Signal processing on simplicial complexes
This work addresses the need for signal processing methods in complex systems with higher-order dependencies, but it is incremental as it surveys and adapts existing ideas to a new domain.
The paper tackles the problem of processing signals on higher-order network structures by extending signal processing techniques from regular domains to simplicial complexes, using the Hodge Laplacian matrix as a key operator for tasks like Fourier analysis and denoising.

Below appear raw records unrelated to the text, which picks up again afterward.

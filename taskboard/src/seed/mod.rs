//! One-shot sources for the initial board.
//!
//! When nothing is persisted, the board manager asks a [`SeedSource`] for a
//! starting board exactly once. A failing seed is not fatal: the manager
//! logs it and starts from an empty board.

pub mod file;
pub mod http;

pub use file::FileSeed;
pub use http::HttpSeed;

use std::path::PathBuf;

use taskboard_proto::Board;
use taskboard_proto::codec::CodecError;

/// Errors that can occur while fetching a seed board.
#[derive(Debug, thiserror::Error)]
pub enum SeedError {
    /// The seed file could not be read.
    #[error("failed to read seed file {path}: {source}")]
    Io {
        /// Path that was attempted.
        path: PathBuf,
        /// Underlying I/O error.
        source: std::io::Error,
    },

    /// The HTTP request could not be completed.
    #[error("seed request failed: {0}")]
    Request(#[from] reqwest::Error),

    /// The server answered with a non-success status.
    #[error("seed request returned HTTP {0}")]
    Status(u16),

    /// The payload is not a valid board.
    #[error("seed payload invalid: {0}")]
    Decode(#[from] CodecError),

    /// No seed source has been configured.
    #[error("no seed source configured")]
    NotConfigured,
}

/// A source of the initial board.
pub trait SeedSource: Send + Sync {
    /// Fetches the seed board.
    ///
    /// # Errors
    ///
    /// Returns [`SeedError`] if the board cannot be obtained or decoded.
    fn fetch(&self) -> impl std::future::Future<Output = Result<Board, SeedError>> + Send;
}

/// Seed held in memory.
#[derive(Debug, Clone, Default)]
pub struct StaticSeed {
    board: Board,
}

impl StaticSeed {
    /// Wraps `board`.
    #[must_use]
    pub const fn new(board: Board) -> Self {
        Self { board }
    }
}

impl SeedSource for StaticSeed {
    async fn fetch(&self) -> Result<Board, SeedError> {
        Ok(self.board.clone())
    }
}

/// Seed that never yields a board; the manager starts empty.
#[derive(Debug, Clone, Copy, Default)]
pub struct NoSeed;

impl SeedSource for NoSeed {
    async fn fetch(&self) -> Result<Board, SeedError> {
        Err(SeedError::NotConfigured)
    }
}

/// Seed chosen at runtime from configuration.
#[derive(Debug, Clone)]
pub enum ConfiguredSeed {
    /// Fetch over HTTP.
    Http(HttpSeed),
    /// Read a local JSON file.
    File(FileSeed),
    /// A board supplied by the caller.
    Static(StaticSeed),
    /// Start empty.
    None(NoSeed),
}

impl SeedSource for ConfiguredSeed {
    async fn fetch(&self) -> Result<Board, SeedError> {
        match self {
            Self::Http(seed) => seed.fetch().await,
            Self::File(seed) => seed.fetch().await,
            Self::Static(seed) => seed.fetch().await,
            Self::None(seed) => seed.fetch().await,
        }
    }
}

Higher-order networks have so far been considered primarily in the context of studying the structure of complex systems, i.e., the higher-order or multi-way relations connecting the constituent entities. More recently, a number of studies have considered dynamical processes that explicitly account for such higher-order dependencies, e.g., in the context of epidemic spreading processes or opinion formation. In this chapter, we focus on a closely related, but distinct third perspective: how can we use higher-order relationships to process signals and data supported on higher-order network structures. In particular, we survey how ideas from signal processing of data supported on regular domains, such as time series or images, can be extended to graphs and simplicial complexes. We discuss Fourier analysis, signal denoising, signal interpolation, and nonlinear processing through neural networks based on simplicial complexes. Key to our developments is the Hodge Laplacian matrix, a multi-relational operator that leverages the special structure of simplicial complexes and generalizes desirable properties of the Laplacian matrix in graph signal processing.